Stored data section start

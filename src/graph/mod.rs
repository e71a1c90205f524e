//! Property-graph storage layer.
//!
//! Nodes carry a label and a property map; edges are directed, typed, and
//! also carry properties. The store keeps adjacency lists plus label and
//! edge-type indexes so the catalog and engines can traverse without
//! scanning.

pub mod edge;
pub mod node;
pub mod property;
pub mod store;
pub mod types;

pub use edge::Edge;
pub use node::Node;
pub use property::{PropertyMap, PropertyValue};
pub use store::{GraphError, GraphResult, GraphStore};
pub use types::{EdgeId, EdgeType, Label, NodeId};
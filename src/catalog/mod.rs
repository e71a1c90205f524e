//! Domain layer over the graph store.
//!
//! The catalog owns the [`GraphStore`] together with natural-key indexes
//! (userId, isbn, genre name) and exposes the entity lifecycle: users, books,
//! normalized genres, and the rating upsert. All mutation goes through
//! `&mut self`, so check-then-act sequences like re-rating a book are
//! serialized by construction.

pub mod records;

use crate::engine::scoring;
use crate::error::{Error, Result};
use crate::graph::{Edge, EdgeId, EdgeType, GraphStore, NodeId, PropertyMap};
use rustc_hash::{FxHashMap, FxHashSet};
use tracing::debug;

pub use records::{
    BookFilter, BookProfile, BookRecord, BookUpdate, NewBook, NewUser, RatingRecord, SimilarBook,
    UserRecord, UserUpdate,
};

/// Node labels.
pub const LABEL_USER: &str = "User";
pub const LABEL_BOOK: &str = "Book";
pub const LABEL_GENRE: &str = "Genre";

/// Relationship types.
pub const EDGE_RATED: &str = "RATED";
pub const EDGE_SIMILAR_TO: &str = "SIMILAR_TO";
pub const EDGE_BELONGS_TO: &str = "BELONGS_TO";

/// Book catalog: users, books, genres, and ratings over a property graph.
#[derive(Debug, Default)]
pub struct Catalog {
    store: GraphStore,
    users: FxHashMap<String, NodeId>,
    books: FxHashMap<String, NodeId>,
    genres: FxHashMap<String, NodeId>,
}
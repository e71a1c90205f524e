//! Recommendation and similarity engines.
//!
//! Both engines read the catalog through book snapshots and share the
//! scoring primitives in [`scoring`]. The recommendation engine is a
//! read-only, request-scoped operation; the similarity engine is an
//! exclusive batch job that rewrites the SIMILAR_TO edge set.

pub mod recommend;
pub mod scoring;
pub mod similarity;

pub use recommend::{generate_recommendations, BookSummary, RecommendConfig, Recommendations};
pub use scoring::{
    average_rating, genre_overlap_score, genre_weights, popularity_score, GenreWeights,
};
pub use similarity::{
    recompute_similarities, SimilarityConfig, SimilarityFailure, SimilarityReport,
    SIMILARITY_REASON,
};
//! Crate-level error taxonomy.

use crate::graph::GraphError;
use thiserror::Error;

/// Errors surfaced by the catalog and the engines.
///
/// `Store` wraps a lower-level graph failure with its original cause; a
/// failed traversal is never reported as an empty result.
#[derive(Error, Debug)]
pub enum Error {
    #[error("user {0} not found")]
    UserNotFound(String),

    #[error("book {0} not found")]
    BookNotFound(String),

    #[error("genre {0} not found")]
    GenreNotFound(String),

    #[error("validation failed: {0}")]
    Validation(String),

    #[error("conflict: {0}")]
    Conflict(String),

    #[error("graph store error")]
    Store(#[from] GraphError),
}

pub type Result<T> = std::result::Result<T, Error>;
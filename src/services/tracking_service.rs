use serde_json::{json, Map, Value};
use std::sync::Arc;
use tracing::info;

use crate::database::manager::DatabaseError;
use crate::database::models::{NewTrackingPoint, TrackingPoint};
use crate::database::repository::Repository;
use crate::database::store::DocumentStore;
use crate::filter::FilterData;

/// Path value that selects every tracked subject
pub const ALL_SUBJECTS: &str = "ALL";

/// Which subjects a history query or delete applies to
#[derive(Debug, Clone, PartialEq, Eq)]
pub enum TrackingSubject {
    All,
    One(String),
}

impl TrackingSubject {
    pub fn parse(tracking_id: &str) -> Self {
        if tracking_id == ALL_SUBJECTS {
            TrackingSubject::All
        } else {
            TrackingSubject::One(tracking_id.to_string())
        }
    }

    fn where_clause(&self, data_type: Option<&str>) -> Value {
        let mut conditions = Map::new();
        if let TrackingSubject::One(tracking_id) = self {
            conditions.insert("tracking_id".to_string(), json!(tracking_id));
        }
        if let Some(data_type) = data_type {
            conditions.insert("data_type".to_string(), json!(data_type));
        }
        Value::Object(conditions)
    }
}

#[derive(Clone)]
pub struct TrackingService {
    points: Repository<TrackingPoint>,
}

impl TrackingService {
    pub fn new(store: Arc<dyn DocumentStore>) -> Self {
        Self {
            points: Repository::new(store),
        }
    }

    pub async fn create(&self, new: NewTrackingPoint) -> Result<TrackingPoint, DatabaseError> {
        let point = TrackingPoint::create(new);
        self.points.insert(&point).await?;
        info!("Tracking point {} stored for {}", point.id, point.tracking_id);
        Ok(point)
    }

    /// Stores each point in order. Writes are independent: a store failure
    /// part way through leaves the earlier points committed.
    pub async fn create_many(&self, batch: Vec<NewTrackingPoint>) -> Result<Vec<TrackingPoint>, DatabaseError> {
        let mut created = Vec::with_capacity(batch.len());
        for new in batch {
            let point = TrackingPoint::create(new);
            self.points.insert(&point).await?;
            created.push(point);
        }
        info!("Bulk stored {} tracking points", created.len());
        Ok(created)
    }

    /// History for a subject, oldest observation first
    pub async fn list(
        &self,
        subject: &TrackingSubject,
        data_type: Option<&str>,
    ) -> Result<Vec<TrackingPoint>, DatabaseError> {
        let filter = FilterData::matching(subject.where_clause(data_type)).ordered_by("tracking_timestamp");
        self.points.select_any(filter).await
    }

    pub async fn delete(&self, subject: &TrackingSubject) -> Result<u64, DatabaseError> {
        let removed = self
            .points
            .delete_any(FilterData::matching(subject.where_clause(None)))
            .await?;
        info!("Deleted {} tracking points for {:?}", removed, subject);
        Ok(removed)
    }
}
// handlers/mod.rs - Request handlers grouped by route prefix
//
// public: service metadata and health, no prefix
// v1:     tracking ingestion, zones and tracking history under /v1/*
pub mod public;
pub mod v1;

Stored data section end

[Work item]: From the listing above, collect every line that mentions the word "TrackingService".

[Exercise answer]:
pub struct TrackingService {
impl TrackingService {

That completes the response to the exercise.